The expectations of the coaching staff may not have been met, but the harshest reality may have come from the fans. Doss received flak for almost every little mistake. Fans saw the young sophomore against Liberty in 1998, receiving a personal foul penalty for excessive celebration after a routine catch. Fans noticed and let everyone know that Demetrius Doss was having problems catching the football.
"When I first got here, of course, I heard the Randy Moss jokes. Up until the spring I was hearing the little jokes and I sort of just used it as motivation. Other people tell me what people are saying, and so I just use it as motivation," Doss said.

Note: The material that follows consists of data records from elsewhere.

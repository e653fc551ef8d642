//! Controller configuration
//!
//! Settings come from an optional YAML file; flags and their environment
//! variables override whatever the file says.

use std::net::SocketAddr;
use std::path::{Path, PathBuf};
use std::time::Duration;

use clap::{Parser, ValueEnum};
use serde::{Deserialize, Deserializer};

use crate::error::{Error, Result};

#[derive(Clone, Copy, Debug, Default, PartialEq, Eq, Deserialize, ValueEnum)]
#[serde(rename_all = "lowercase")]
pub enum LogFormat {
    #[default]
    Text,
    Json,
}

#[derive(Clone, Debug, PartialEq, Deserialize)]
#[serde(default, rename_all = "camelCase")]
pub struct ControllerConfig {
    /// Namespace to watch, every namespace when unset
    pub namespace: Option<String>,

    /// How often every cached GameServer is re-delivered to the handler
    #[serde(deserialize_with = "deserialize_duration")]
    pub sync_period: Duration,

    /// Upper bound on reconciles running at the same time
    pub max_concurrent_reconciles: usize,

    /// Attempts made to flip the readiness marker under write conflicts
    pub status_retry_steps: u32,

    #[serde(deserialize_with = "deserialize_duration")]
    pub requeue_base_delay: Duration,

    #[serde(deserialize_with = "deserialize_duration")]
    pub requeue_max_delay: Duration,

    #[serde(deserialize_with = "deserialize_duration")]
    pub cache_sync_interval: Duration,

    pub cache_sync_attempts: u32,

    #[serde(deserialize_with = "deserialize_duration")]
    pub cache_sync_timeout: Duration,

    /// Bind address of the health and metrics server
    pub health_addr: SocketAddr,

    /// Inject the nginx rewrite target on path routed Ingresses
    pub ingress_path_rewrite: bool,

    /// Component name reported on Kubernetes events
    pub reporter: String,

    pub log_format: LogFormat,
}

impl Default for ControllerConfig {
    fn default() -> Self {
        Self {
            namespace: None,
            sync_period: Duration::from_secs(15),
            max_concurrent_reconciles: 10,
            status_retry_steps: 5,
            requeue_base_delay: Duration::from_millis(5),
            requeue_max_delay: Duration::from_secs(1000),
            cache_sync_interval: Duration::from_secs(5),
            cache_sync_attempts: 5,
            cache_sync_timeout: Duration::from_secs(15),
            health_addr: SocketAddr::from(([0, 0, 0, 0], 30235)),
            ingress_path_rewrite: false,
            reporter: "octops-gameserver-controller".to_string(),
            log_format: LogFormat::Text,
        }
    }
}

impl ControllerConfig {
    pub fn from_file(path: &Path) -> Result<Self> {
        let raw = std::fs::read_to_string(path).map_err(|e| {
            Error::ConfigError(format!("failed to read {}: {}", path.display(), e))
        })?;
        Self::from_yaml(&raw)
    }

    pub fn from_yaml(raw: &str) -> Result<Self> {
        let config: Self = serde_yaml::from_str(raw)
            .map_err(|e| Error::ConfigError(format!("invalid config file: {e}")))?;
        config.validate()?;
        Ok(config)
    }

    pub fn validate(&self) -> Result<()> {
        if self.max_concurrent_reconciles == 0 {
            return Err(Error::ConfigError(
                "maxConcurrentReconciles must be at least 1".to_string(),
            ));
        }
        if self.sync_period.is_zero() {
            return Err(Error::ConfigError("syncPeriod must be positive".to_string()));
        }
        if self.requeue_base_delay > self.requeue_max_delay {
            return Err(Error::ConfigError(
                "requeueBaseDelay must not exceed requeueMaxDelay".to_string(),
            ));
        }
        Ok(())
    }
}

/// Flags of the `run` subcommand
#[derive(Parser, Debug, Default)]
pub struct ControllerArgs {
    /// YAML config file providing defaults for every other flag
    #[arg(long, env = "CONFIG_FILE")]
    pub config: Option<PathBuf>,

    /// Namespace to watch (all namespaces when omitted)
    #[arg(long, env = "WATCH_NAMESPACE")]
    pub namespace: Option<String>,

    /// Minimum frequency at which watched GameServers are reconciled, e.g. 15s
    #[arg(long, env = "SYNC_PERIOD", value_parser = parse_duration)]
    pub sync_period: Option<Duration>,

    #[arg(long, env = "MAX_CONCURRENT_RECONCILES")]
    pub max_concurrent_reconciles: Option<usize>,

    #[arg(long, env = "HEALTH_PROBE_BIND_ADDRESS")]
    pub health_addr: Option<SocketAddr>,

    /// Add nginx rewrite annotations to path routed Ingresses
    #[arg(long, env = "INGRESS_PATH_REWRITE")]
    pub ingress_path_rewrite: bool,

    #[arg(long, env = "LOG_FORMAT", value_enum)]
    pub log_format: Option<LogFormat>,
}

impl ControllerArgs {
    /// Resolve the effective configuration
    pub fn into_config(self) -> Result<ControllerConfig> {
        let mut config = match &self.config {
            Some(path) => ControllerConfig::from_file(path)?,
            None => ControllerConfig::default(),
        };

        if let Some(namespace) = self.namespace {
            config.namespace = Some(namespace);
        }
        if let Some(period) = self.sync_period {
            config.sync_period = period;
        }
        if let Some(max) = self.max_concurrent_reconciles {
            config.max_concurrent_reconciles = max;
        }
        if let Some(addr) = self.health_addr {
            config.health_addr = addr;
        }
        if self.ingress_path_rewrite {
            config.ingress_path_rewrite = true;
        }
        if let Some(format) = self.log_format {
            config.log_format = format;
        }

        config.validate()?;
        Ok(config)
    }
}

/// Parse durations written as `500ms`, `15s`, `1m30s` or `2h`
pub fn parse_duration(value: &str) -> std::result::Result<Duration, String> {
    let value = value.trim();
    if value == "0" {
        return Ok(Duration::ZERO);
    }
    if value.is_empty() {
        return Err("empty duration".to_string());
    }

    let mut total = Duration::ZERO;
    let mut rest = value;
    while !rest.is_empty() {
        let digits = rest
            .find(|c: char| !c.is_ascii_digit())
            .ok_or_else(|| format!("missing unit in duration {value:?}"))?;
        if digits == 0 {
            return Err(format!("invalid duration {value:?}"));
        }
        let amount: u64 = rest[..digits]
            .parse()
            .map_err(|e| format!("invalid duration {value:?}: {e}"))?;
        rest = &rest[digits..];

        let unit_len = rest
            .find(|c: char| c.is_ascii_digit())
            .unwrap_or(rest.len());
        let unit = match &rest[..unit_len] {
            "ms" => Duration::from_millis(amount),
            "s" => Duration::from_secs(amount),
            "m" => Duration::from_secs(amount.saturating_mul(60)),
            "h" => Duration::from_secs(amount.saturating_mul(3600)),
            other => return Err(format!("unknown unit {other:?} in duration {value:?}")),
        };
        total = total.saturating_add(unit);
        rest = &rest[unit_len..];
    }

    Ok(total)
}

fn deserialize_duration<'de, D>(deserializer: D) -> std::result::Result<Duration, D::Error>
where
    D: Deserializer<'de>,
{
    let raw = String::deserialize(deserializer)?;
    parse_duration(&raw).map_err(serde::de::Error::custom)
}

"This year was more important to me because all through my college career I was just a bunch of potential. I trained like crazy. Two-a-days came and I was on a mission. I was trying to make plays and embarrass the person in front of me." For Doss the hard work would pay off. He started to catch not only the eye of wide receivers coach Dewayne Nunez, but the head man Bob Pruett also began to take notice. Not only would he play, but he would finally contribute to the Thundering Herd's success when he scored his first touchdown in a Herd uniform against Appy State. A moment for which he had waited four years.
"Once I saw how they were playing me and how they set up to the ball, I knew Byron was going to come to me," said Doss "I learned through studying film and looking at tape over and over that I was going to get the football."
"It's been a long time, since high school. I was just glad I got the monkey of my back and was happy that my mom and grandma got to see me score my first touchdown."
What seemed like a high point would quickly turned into a low point for the senior. He was blocking on a play in the second half when the unthinkable happened: The wideout had broken his left collar bone.
"I thought it was a stinger and I thought it would work itself out. I stayed in for another play, and it was a running back screen. I went to block my man, and I realized that I couldn't move my left arm. The only player Butchie had to beat on the play was my man and all I was thinking was, ‘Lord, please don't let Butchie get tackled by my man because I don't want to hear about it when I get to the sidelines."
Doss' condition was diagnosed in the locker room by the team's training and medical staffs, and thoughts of his senior season as a contributing member of a championship team came crashing down.
Expecting to return by the Buffalo contest in October, that gives Doss nine games to contribute to the Herd's success.
"I think this injury has definitely increased my determination. I am more hungry now than I was at the beginning of the season."